___ Task inputs
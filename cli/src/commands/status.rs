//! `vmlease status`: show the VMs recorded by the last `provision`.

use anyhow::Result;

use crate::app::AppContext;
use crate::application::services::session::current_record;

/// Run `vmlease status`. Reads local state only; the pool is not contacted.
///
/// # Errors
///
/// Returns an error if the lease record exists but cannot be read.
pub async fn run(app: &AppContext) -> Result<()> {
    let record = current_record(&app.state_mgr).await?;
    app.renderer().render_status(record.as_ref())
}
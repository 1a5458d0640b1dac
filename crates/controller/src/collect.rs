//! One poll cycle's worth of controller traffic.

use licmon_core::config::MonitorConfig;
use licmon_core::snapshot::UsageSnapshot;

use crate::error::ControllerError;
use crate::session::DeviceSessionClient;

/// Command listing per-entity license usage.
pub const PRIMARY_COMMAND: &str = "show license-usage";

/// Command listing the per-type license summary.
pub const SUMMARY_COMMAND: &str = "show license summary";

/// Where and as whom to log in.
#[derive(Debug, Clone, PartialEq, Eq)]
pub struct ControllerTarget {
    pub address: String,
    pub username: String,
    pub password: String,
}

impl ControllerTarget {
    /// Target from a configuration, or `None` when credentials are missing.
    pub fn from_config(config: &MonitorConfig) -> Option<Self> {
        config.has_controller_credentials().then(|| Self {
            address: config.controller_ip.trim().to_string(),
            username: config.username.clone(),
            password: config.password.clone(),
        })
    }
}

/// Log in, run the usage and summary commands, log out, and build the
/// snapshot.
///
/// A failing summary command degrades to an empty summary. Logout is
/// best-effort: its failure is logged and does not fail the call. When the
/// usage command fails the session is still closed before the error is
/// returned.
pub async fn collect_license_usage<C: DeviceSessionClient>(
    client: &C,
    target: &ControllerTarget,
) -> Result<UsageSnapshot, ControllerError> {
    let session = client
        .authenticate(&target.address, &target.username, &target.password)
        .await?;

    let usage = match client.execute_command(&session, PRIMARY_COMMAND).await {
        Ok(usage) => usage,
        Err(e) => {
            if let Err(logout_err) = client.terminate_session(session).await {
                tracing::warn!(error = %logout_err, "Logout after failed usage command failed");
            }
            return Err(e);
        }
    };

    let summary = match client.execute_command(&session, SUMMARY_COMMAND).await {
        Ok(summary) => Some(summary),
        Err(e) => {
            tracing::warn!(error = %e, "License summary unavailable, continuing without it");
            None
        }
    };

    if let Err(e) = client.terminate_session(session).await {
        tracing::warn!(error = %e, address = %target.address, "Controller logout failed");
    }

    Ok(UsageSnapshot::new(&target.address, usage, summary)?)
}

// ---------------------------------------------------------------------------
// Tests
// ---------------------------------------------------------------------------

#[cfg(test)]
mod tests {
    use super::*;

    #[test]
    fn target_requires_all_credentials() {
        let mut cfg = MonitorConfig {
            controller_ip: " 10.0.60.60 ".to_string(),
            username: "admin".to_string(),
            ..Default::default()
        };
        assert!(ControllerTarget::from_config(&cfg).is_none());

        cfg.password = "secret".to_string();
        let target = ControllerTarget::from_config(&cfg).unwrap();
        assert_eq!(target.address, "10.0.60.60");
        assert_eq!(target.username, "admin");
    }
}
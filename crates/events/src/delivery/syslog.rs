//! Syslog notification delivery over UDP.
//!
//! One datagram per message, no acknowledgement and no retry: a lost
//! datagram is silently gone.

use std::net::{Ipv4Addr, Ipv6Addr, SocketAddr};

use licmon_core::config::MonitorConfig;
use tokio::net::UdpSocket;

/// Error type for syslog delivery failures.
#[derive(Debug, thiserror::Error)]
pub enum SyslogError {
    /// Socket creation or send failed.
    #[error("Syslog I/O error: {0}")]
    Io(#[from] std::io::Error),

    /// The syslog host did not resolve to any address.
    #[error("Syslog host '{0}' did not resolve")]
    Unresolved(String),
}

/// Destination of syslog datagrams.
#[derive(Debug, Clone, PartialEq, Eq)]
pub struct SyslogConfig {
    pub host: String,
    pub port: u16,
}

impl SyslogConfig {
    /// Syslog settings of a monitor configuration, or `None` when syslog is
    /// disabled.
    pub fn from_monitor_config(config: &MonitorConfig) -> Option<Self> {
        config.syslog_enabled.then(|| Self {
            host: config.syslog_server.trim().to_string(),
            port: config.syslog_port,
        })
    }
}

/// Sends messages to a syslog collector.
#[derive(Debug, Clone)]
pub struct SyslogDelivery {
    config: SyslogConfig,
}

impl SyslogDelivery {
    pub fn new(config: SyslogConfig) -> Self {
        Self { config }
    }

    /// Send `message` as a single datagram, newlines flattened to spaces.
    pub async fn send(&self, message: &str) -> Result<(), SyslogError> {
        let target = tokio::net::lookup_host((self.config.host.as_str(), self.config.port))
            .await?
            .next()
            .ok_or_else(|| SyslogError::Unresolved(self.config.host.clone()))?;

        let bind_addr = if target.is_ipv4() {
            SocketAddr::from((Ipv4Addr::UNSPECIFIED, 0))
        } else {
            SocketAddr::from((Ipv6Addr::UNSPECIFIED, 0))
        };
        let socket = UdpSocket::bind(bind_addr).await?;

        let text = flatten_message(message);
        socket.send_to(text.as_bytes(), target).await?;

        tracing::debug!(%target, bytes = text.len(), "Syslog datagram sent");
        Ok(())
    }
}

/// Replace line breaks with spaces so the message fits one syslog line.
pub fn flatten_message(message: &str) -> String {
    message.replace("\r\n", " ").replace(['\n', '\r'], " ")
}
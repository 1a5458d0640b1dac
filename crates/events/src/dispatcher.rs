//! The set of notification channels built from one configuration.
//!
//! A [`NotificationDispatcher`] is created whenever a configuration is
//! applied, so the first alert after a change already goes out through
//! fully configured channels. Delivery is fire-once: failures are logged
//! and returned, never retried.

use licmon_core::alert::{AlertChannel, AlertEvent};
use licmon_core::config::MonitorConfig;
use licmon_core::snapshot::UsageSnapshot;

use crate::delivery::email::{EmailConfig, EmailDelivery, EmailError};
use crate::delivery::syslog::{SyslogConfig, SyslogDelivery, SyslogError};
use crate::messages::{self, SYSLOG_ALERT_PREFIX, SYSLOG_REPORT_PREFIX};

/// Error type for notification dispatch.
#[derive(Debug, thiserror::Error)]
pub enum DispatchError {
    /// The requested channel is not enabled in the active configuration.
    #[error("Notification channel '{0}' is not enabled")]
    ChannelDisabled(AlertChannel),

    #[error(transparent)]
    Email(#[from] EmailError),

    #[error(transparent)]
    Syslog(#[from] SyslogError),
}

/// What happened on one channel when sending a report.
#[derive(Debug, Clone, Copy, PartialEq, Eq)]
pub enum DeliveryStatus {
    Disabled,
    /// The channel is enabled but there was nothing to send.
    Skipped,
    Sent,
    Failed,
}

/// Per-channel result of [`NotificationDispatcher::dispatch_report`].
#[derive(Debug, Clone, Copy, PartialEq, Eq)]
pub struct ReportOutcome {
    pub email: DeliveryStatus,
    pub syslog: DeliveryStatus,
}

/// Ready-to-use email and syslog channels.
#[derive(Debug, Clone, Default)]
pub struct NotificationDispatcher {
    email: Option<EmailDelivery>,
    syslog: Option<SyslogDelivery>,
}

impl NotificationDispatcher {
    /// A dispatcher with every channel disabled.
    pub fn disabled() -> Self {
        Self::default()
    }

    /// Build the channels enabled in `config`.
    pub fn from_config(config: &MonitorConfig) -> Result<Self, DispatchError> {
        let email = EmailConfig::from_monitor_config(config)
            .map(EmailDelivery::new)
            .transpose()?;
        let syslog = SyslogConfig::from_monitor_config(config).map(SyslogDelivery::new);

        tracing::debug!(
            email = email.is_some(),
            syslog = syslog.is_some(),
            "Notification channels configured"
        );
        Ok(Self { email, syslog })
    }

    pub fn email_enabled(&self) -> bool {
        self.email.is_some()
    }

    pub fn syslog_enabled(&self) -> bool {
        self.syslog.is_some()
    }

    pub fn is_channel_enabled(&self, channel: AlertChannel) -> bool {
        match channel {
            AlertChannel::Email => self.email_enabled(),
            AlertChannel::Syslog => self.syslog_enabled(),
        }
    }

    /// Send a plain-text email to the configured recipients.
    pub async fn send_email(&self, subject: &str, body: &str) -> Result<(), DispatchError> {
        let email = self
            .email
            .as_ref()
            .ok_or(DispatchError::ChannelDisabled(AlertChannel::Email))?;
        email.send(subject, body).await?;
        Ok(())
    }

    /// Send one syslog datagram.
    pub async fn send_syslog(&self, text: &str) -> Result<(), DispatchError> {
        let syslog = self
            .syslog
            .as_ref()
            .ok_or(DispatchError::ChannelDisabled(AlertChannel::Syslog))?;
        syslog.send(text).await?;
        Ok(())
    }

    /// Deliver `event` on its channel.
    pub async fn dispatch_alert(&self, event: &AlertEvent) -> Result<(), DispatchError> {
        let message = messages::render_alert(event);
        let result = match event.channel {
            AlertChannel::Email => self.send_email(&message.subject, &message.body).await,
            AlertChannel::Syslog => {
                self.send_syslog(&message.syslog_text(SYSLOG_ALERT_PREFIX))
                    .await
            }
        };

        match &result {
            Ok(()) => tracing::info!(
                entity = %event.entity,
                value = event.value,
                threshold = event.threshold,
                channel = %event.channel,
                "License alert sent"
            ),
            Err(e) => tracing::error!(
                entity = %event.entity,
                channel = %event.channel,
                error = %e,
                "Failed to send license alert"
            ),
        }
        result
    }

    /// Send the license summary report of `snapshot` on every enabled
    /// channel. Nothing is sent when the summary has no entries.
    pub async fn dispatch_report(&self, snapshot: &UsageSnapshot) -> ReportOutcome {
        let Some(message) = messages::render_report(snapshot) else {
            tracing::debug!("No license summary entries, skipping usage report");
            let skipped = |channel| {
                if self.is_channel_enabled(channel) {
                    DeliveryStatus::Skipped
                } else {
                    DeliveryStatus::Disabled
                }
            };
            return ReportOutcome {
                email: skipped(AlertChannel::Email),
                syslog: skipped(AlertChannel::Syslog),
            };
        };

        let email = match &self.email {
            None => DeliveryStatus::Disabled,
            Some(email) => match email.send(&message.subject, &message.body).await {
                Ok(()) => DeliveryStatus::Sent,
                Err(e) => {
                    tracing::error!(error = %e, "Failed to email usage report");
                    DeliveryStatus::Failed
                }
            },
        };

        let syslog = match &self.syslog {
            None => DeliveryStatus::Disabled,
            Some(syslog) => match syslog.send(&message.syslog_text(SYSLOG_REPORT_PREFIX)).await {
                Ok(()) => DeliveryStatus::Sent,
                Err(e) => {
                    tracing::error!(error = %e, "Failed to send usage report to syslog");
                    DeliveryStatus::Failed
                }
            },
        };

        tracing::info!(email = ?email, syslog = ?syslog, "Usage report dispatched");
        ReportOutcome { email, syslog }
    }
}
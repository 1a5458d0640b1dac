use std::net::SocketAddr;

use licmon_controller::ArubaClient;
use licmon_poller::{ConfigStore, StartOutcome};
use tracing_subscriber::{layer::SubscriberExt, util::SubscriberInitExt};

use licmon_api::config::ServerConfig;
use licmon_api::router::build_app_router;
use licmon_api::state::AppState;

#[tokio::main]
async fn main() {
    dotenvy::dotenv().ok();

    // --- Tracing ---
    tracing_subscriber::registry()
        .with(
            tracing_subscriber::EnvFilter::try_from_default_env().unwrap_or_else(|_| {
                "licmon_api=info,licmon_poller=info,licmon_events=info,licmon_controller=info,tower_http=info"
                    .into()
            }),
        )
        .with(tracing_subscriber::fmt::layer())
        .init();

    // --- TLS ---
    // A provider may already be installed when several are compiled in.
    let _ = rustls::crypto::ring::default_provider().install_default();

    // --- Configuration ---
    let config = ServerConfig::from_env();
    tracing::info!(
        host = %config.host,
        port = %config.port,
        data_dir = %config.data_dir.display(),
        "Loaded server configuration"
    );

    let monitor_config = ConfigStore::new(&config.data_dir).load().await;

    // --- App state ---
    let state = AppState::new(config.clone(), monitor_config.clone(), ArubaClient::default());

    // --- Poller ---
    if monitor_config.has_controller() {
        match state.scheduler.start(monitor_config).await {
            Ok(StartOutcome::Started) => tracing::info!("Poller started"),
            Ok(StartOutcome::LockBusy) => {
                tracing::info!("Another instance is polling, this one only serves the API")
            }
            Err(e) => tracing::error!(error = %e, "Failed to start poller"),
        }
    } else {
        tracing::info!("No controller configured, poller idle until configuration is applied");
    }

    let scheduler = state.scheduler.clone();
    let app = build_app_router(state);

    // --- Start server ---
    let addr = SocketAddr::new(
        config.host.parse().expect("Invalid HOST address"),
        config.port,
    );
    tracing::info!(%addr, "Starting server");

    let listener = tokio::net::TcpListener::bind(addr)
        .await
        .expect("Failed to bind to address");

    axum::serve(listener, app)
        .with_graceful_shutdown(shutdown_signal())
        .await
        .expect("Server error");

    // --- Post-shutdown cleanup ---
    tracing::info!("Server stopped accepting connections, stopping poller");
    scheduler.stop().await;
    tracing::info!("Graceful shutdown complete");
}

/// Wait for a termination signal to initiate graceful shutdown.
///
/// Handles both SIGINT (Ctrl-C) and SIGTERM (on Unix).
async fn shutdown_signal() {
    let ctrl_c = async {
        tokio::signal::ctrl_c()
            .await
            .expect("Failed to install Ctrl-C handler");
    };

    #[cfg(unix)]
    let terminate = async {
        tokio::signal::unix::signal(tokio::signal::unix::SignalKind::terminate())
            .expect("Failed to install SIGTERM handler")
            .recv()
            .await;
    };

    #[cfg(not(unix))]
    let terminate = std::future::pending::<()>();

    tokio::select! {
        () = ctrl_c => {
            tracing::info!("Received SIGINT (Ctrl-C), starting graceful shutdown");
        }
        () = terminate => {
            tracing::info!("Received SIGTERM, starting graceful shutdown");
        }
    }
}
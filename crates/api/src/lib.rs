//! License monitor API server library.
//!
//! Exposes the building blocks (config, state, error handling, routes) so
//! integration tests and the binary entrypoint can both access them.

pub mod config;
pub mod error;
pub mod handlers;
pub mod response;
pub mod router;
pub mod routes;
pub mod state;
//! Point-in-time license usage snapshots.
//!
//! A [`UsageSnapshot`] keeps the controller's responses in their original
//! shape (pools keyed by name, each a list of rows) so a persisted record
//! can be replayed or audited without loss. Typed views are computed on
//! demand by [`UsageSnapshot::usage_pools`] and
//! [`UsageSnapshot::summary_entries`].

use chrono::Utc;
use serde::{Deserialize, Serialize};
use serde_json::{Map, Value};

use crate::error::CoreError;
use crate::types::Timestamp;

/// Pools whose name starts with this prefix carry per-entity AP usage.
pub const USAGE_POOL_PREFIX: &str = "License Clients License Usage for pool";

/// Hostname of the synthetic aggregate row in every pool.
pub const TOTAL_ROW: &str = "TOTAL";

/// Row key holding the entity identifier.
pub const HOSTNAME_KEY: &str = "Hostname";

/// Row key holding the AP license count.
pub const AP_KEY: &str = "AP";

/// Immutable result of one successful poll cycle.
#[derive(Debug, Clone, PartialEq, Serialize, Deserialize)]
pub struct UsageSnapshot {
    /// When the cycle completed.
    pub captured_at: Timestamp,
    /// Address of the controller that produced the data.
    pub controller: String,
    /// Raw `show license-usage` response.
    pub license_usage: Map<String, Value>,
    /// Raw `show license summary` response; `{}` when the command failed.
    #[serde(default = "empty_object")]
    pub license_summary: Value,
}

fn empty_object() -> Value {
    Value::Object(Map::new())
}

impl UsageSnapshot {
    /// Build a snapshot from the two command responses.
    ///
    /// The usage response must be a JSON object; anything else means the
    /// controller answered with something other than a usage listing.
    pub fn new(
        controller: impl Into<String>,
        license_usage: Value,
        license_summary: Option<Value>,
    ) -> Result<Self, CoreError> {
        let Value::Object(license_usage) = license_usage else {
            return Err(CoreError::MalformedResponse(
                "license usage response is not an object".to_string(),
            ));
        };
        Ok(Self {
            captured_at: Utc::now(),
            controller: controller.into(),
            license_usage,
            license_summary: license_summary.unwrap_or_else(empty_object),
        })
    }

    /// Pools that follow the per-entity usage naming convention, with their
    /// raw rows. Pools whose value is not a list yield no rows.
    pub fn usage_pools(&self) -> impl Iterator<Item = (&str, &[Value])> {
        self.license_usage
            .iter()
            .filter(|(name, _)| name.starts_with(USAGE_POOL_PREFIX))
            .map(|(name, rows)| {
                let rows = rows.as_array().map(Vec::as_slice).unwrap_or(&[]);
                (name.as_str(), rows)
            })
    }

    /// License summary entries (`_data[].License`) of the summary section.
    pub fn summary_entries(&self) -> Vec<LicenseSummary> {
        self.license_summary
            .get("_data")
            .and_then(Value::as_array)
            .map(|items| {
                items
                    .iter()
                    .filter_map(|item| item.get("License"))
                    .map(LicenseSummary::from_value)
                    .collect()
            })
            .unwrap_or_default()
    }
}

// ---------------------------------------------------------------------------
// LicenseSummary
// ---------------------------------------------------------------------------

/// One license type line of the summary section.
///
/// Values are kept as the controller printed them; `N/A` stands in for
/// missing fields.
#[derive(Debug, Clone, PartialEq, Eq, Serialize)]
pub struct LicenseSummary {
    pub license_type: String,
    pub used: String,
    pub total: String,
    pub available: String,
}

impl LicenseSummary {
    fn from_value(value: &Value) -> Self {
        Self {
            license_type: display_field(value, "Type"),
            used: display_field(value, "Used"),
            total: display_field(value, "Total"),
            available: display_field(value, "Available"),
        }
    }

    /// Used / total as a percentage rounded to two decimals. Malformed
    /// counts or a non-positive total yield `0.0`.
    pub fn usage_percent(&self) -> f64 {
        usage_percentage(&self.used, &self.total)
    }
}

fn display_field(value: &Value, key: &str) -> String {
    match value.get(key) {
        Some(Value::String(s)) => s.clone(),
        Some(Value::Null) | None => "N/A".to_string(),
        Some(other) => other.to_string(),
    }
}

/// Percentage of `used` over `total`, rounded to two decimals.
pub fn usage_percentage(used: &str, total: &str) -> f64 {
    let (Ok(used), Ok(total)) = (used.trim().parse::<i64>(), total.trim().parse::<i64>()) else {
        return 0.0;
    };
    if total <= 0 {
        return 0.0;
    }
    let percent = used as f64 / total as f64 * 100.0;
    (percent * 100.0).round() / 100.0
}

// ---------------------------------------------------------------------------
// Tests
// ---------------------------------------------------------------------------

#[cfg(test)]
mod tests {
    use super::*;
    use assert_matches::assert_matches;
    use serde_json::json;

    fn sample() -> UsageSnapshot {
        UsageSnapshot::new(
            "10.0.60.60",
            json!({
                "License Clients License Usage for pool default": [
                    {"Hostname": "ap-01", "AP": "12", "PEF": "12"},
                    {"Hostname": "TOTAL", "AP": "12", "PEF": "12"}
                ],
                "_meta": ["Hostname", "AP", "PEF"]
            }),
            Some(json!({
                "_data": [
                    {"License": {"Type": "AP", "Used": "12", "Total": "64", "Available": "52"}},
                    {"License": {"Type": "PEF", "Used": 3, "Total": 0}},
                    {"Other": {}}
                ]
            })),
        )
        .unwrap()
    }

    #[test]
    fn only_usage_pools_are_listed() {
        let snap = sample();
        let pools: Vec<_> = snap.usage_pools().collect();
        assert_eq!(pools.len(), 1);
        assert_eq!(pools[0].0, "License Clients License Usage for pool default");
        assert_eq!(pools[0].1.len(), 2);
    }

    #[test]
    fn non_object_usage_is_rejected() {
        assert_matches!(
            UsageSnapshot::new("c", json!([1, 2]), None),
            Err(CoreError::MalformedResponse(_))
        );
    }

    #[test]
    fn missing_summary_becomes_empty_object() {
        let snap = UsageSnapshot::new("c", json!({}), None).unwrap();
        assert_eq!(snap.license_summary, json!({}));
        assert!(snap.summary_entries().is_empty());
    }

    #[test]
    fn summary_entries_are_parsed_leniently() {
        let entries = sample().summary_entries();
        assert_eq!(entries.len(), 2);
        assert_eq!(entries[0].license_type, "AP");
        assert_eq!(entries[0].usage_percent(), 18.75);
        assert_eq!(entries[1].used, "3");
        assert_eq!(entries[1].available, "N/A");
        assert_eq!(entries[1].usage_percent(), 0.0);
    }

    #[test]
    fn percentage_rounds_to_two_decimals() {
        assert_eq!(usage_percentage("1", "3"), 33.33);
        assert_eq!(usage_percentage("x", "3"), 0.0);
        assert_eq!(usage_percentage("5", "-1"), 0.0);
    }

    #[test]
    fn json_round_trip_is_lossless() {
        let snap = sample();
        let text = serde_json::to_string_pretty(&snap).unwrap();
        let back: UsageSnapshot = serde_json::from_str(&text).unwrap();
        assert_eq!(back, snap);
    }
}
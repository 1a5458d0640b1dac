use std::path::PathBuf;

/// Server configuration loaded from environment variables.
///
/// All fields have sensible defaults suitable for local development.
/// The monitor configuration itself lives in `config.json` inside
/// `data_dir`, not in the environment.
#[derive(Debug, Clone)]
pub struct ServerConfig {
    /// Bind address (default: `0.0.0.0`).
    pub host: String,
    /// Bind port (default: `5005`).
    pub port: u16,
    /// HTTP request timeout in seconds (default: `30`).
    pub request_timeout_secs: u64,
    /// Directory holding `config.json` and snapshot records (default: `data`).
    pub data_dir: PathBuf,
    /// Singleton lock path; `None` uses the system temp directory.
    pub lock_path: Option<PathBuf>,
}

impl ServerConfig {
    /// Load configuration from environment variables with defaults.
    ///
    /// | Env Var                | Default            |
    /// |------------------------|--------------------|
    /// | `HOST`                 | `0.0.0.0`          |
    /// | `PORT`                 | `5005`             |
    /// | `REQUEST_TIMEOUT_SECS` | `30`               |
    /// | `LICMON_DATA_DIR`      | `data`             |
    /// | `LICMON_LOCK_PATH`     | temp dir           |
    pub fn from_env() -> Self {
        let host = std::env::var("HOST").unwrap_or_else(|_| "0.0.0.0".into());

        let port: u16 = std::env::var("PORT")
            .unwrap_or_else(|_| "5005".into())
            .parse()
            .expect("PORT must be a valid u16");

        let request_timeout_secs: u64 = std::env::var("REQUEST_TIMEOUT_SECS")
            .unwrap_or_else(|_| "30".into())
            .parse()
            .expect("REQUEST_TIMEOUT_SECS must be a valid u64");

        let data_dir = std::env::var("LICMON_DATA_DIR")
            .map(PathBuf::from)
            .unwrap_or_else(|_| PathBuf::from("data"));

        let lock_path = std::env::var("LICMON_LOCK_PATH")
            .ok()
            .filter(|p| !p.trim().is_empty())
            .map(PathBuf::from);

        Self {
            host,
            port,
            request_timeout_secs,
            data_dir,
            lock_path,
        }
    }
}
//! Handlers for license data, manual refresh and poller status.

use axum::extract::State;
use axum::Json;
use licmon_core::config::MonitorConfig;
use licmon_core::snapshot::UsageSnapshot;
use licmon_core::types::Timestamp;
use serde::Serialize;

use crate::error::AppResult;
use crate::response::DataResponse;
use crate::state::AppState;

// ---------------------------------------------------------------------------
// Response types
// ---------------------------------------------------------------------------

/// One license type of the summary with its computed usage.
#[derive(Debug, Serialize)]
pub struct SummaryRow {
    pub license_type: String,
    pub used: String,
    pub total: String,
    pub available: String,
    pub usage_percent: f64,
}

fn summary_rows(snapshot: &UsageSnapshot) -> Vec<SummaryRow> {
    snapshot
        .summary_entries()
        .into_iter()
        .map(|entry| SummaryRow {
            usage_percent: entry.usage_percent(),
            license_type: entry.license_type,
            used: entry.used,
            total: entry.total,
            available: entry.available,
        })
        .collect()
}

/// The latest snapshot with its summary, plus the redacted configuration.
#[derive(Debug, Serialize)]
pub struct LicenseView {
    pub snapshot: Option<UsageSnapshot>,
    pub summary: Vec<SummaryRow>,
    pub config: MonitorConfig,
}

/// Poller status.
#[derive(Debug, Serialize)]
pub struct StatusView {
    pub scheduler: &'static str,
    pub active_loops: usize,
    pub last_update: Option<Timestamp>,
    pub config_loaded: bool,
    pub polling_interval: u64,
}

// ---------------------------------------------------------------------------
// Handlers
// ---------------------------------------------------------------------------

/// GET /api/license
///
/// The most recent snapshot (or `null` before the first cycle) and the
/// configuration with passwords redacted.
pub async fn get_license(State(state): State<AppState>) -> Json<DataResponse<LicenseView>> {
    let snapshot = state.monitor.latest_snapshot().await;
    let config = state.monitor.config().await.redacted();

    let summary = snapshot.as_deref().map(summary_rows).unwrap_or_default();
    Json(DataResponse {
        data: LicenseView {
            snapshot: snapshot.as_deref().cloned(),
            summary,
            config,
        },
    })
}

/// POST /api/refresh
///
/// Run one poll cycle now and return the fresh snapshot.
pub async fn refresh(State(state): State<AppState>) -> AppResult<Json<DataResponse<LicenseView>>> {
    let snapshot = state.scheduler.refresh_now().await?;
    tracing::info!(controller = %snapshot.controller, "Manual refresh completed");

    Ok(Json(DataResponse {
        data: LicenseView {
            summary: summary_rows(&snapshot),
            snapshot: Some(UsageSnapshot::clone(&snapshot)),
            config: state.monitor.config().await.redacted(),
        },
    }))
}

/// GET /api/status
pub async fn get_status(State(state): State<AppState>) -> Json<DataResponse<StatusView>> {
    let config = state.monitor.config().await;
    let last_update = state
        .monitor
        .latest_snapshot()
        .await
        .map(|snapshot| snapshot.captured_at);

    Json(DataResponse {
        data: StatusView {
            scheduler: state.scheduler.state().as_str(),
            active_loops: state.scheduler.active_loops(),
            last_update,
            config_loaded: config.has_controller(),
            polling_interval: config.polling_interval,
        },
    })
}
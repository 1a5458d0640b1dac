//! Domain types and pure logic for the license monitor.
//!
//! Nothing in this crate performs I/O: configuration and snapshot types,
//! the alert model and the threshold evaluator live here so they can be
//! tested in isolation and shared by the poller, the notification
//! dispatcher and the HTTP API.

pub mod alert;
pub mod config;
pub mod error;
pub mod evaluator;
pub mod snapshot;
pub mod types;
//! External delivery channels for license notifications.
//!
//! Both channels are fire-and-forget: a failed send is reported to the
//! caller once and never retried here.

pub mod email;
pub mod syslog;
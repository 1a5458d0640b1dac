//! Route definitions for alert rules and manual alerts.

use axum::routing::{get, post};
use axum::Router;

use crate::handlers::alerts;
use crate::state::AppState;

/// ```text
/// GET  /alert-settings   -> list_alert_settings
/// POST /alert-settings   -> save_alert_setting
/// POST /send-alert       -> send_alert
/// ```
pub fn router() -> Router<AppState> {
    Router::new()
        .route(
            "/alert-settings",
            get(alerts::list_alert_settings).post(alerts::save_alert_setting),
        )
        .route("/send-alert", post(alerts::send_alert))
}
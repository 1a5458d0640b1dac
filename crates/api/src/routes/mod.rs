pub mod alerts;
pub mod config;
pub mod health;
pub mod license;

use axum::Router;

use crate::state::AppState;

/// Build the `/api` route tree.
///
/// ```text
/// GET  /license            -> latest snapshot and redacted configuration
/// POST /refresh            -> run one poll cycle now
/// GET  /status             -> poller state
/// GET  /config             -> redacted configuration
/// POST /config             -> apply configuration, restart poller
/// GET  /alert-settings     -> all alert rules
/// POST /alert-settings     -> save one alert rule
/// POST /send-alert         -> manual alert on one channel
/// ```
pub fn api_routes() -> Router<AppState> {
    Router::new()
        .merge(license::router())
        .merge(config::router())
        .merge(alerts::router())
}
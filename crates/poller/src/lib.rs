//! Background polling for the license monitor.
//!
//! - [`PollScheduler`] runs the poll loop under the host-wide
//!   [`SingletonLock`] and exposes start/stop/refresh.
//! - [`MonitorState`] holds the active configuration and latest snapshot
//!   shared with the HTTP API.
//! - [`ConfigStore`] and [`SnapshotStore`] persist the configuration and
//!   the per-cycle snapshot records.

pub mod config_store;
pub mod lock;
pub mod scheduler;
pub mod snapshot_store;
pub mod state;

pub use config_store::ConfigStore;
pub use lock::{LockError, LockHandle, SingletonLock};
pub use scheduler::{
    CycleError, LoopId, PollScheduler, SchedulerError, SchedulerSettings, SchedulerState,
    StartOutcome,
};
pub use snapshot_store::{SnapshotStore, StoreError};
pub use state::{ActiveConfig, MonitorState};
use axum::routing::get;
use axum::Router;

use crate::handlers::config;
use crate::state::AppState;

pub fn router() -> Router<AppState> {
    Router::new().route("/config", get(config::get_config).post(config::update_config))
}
______
*Description of the task:* Which lines of the data above contain "messages"? Copy each one.

*Problem solution:*
/// Sends messages to a syslog collector.
use crate::messages::{self, SYSLOG_ALERT_PREFIX, SYSLOG_REPORT_PREFIX};
        let message = messages::render_alert(event);
        let Some(message) = messages::render_report(snapshot) else {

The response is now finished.